What needs to be done »
Pull out of the data below the stretch of lines bounded by the one containing "pub struct Server" and the one containing "and the recalculation", both bounds included, unchanged.

Supplied material »
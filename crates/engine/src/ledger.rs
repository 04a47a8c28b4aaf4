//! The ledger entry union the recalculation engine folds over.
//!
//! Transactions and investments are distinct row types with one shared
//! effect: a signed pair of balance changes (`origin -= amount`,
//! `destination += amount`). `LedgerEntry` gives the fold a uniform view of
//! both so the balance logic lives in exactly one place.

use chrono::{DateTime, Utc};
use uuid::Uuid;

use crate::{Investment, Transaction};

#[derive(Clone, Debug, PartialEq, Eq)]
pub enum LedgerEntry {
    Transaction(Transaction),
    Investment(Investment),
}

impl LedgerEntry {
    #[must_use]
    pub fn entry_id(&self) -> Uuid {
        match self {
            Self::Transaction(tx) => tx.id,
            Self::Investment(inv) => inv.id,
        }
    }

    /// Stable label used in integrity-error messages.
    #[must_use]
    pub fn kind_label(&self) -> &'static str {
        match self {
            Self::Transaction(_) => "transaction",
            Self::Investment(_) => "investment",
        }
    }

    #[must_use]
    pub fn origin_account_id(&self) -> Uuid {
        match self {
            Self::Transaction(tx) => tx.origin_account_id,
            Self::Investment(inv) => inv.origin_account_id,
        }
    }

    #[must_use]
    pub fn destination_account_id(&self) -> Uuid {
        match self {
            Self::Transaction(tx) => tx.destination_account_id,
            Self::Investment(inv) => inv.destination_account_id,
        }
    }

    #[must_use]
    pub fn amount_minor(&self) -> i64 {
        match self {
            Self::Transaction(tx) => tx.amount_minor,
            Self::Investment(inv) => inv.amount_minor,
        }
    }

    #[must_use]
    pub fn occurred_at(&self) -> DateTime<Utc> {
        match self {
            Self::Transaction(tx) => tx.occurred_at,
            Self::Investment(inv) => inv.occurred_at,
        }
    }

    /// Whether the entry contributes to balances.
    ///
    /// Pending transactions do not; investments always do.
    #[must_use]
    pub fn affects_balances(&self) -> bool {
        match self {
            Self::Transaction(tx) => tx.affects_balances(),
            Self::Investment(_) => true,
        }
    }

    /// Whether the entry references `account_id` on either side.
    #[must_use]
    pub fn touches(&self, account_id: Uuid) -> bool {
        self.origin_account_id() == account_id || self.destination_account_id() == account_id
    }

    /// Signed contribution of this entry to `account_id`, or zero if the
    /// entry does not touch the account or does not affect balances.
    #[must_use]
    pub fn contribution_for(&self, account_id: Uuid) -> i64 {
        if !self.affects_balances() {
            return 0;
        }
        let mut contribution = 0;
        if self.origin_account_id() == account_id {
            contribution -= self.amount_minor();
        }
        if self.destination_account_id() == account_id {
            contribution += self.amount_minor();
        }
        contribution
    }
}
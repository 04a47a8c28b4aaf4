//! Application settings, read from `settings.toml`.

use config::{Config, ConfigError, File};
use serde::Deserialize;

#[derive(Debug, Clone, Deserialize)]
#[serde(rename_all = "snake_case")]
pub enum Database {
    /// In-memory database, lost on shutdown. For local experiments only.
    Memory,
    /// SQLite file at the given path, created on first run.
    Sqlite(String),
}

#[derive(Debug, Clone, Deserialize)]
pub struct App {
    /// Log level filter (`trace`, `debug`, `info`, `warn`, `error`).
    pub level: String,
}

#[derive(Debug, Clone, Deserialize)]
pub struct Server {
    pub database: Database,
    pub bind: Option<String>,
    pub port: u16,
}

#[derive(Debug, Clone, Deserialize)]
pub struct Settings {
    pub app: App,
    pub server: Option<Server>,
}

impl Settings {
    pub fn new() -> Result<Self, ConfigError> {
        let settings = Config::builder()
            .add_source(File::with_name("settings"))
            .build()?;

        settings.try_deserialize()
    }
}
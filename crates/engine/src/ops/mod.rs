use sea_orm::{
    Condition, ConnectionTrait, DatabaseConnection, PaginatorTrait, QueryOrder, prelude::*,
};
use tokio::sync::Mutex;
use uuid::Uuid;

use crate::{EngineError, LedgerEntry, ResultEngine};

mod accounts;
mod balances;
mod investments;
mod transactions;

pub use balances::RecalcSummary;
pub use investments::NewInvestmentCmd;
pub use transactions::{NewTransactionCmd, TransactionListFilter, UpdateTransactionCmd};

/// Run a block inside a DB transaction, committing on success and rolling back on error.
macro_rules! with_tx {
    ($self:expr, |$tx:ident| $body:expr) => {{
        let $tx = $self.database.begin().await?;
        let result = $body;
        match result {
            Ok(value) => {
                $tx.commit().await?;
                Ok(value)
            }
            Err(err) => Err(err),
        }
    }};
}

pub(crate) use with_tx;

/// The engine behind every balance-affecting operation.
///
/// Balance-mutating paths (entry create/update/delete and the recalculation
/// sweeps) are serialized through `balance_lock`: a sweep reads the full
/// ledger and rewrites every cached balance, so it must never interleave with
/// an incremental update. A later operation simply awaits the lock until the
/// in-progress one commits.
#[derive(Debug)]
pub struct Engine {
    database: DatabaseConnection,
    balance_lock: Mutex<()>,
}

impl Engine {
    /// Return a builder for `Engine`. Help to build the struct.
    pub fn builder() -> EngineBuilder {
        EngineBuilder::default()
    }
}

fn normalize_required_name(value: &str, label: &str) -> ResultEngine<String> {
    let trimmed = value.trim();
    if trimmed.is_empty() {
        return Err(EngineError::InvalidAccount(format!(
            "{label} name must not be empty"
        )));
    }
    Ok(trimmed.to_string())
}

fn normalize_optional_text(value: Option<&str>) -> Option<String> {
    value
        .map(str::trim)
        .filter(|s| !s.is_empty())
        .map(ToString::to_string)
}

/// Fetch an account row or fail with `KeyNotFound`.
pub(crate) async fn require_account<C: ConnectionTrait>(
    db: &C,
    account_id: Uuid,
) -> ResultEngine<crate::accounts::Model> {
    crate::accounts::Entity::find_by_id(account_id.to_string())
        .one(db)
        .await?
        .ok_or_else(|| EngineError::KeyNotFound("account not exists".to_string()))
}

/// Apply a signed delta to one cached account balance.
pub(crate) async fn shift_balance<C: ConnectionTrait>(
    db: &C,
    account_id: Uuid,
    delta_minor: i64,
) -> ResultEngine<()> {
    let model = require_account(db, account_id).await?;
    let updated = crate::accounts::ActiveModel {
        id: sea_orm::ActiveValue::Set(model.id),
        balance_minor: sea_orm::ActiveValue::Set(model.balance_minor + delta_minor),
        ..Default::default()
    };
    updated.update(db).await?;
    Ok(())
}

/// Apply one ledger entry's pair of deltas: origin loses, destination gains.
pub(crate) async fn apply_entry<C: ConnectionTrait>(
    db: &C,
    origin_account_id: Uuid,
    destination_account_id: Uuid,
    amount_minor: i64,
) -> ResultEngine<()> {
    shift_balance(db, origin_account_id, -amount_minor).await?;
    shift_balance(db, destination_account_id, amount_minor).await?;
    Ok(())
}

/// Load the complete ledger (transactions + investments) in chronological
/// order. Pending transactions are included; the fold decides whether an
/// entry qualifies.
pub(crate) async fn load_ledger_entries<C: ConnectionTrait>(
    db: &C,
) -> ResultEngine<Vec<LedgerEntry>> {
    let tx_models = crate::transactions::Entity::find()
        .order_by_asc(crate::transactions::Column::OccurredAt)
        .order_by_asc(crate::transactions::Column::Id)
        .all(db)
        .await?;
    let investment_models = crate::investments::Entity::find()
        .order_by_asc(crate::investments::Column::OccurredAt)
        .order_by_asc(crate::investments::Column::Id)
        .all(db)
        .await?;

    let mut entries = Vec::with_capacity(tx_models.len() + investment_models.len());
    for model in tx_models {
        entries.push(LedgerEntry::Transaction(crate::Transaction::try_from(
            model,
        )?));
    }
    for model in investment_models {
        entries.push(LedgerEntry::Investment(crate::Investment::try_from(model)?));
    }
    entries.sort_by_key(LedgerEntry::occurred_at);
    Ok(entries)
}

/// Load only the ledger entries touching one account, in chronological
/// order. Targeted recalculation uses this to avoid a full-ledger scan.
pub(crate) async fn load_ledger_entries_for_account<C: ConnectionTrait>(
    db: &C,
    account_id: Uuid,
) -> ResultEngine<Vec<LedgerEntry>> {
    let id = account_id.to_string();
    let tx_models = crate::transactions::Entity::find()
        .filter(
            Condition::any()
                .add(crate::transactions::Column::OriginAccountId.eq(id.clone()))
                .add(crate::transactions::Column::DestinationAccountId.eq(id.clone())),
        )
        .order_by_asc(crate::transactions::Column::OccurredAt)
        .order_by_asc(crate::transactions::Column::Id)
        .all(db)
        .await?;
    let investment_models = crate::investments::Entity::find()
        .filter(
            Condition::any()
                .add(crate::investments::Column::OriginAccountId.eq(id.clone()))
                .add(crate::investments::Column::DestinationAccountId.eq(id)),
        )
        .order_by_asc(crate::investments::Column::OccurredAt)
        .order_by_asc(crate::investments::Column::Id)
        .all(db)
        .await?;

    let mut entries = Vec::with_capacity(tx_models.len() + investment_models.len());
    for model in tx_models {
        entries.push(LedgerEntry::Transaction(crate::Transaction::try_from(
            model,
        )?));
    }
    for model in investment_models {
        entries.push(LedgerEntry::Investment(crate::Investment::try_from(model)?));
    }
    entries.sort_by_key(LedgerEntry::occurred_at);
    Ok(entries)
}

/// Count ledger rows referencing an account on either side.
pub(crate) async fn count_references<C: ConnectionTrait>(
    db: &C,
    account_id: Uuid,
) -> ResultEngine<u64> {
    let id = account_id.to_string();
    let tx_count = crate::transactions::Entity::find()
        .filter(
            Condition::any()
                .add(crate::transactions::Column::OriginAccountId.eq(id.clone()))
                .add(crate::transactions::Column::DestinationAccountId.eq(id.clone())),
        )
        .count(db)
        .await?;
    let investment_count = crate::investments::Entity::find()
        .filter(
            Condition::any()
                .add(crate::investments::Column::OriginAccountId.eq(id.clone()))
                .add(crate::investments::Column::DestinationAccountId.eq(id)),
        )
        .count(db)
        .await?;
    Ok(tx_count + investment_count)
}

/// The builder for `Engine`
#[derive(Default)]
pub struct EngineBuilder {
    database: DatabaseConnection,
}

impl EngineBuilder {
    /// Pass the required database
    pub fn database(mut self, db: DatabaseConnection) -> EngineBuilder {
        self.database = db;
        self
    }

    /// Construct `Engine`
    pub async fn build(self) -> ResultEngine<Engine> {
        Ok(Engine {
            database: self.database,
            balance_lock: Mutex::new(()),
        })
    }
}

Result »
pub struct Server {
    pub database: Database,
    pub bind: Option<String>,
    pub port: u16,
}

#[derive(Debug, Clone, Deserialize)]
pub struct Settings {
    pub app: App,
    pub server: Option<Server>,
}

impl Settings {
    pub fn new() -> Result<Self, ConfigError> {
        let settings = Config::builder()
            .add_source(File::with_name("settings"))
            .build()?;

        settings.try_deserialize()
    }
}
filename crates/engine/src/ops/mod.rs
use sea_orm::{
    Condition, ConnectionTrait, DatabaseConnection, PaginatorTrait, QueryOrder, prelude::*,
};
use tokio::sync::Mutex;
use uuid::Uuid;

use crate::{EngineError, LedgerEntry, ResultEngine};

mod accounts;
mod balances;
mod investments;
mod transactions;

pub use balances::RecalcSummary;
pub use investments::NewInvestmentCmd;
pub use transactions::{NewTransactionCmd, TransactionListFilter, UpdateTransactionCmd};

/// Run a block inside a DB transaction, committing on success and rolling back on error.
macro_rules! with_tx {
    ($self:expr, |$tx:ident| $body:expr) => {{
        let $tx = $self.database.begin().await?;
        let result = $body;
        match result {
            Ok(value) => {
                $tx.commit().await?;
                Ok(value)
            }
            Err(err) => Err(err),
        }
    }};
}

pub(crate) use with_tx;

/// The engine behind every balance-affecting operation.
///
/// Balance-mutating paths (entry create/update/delete and the recalculation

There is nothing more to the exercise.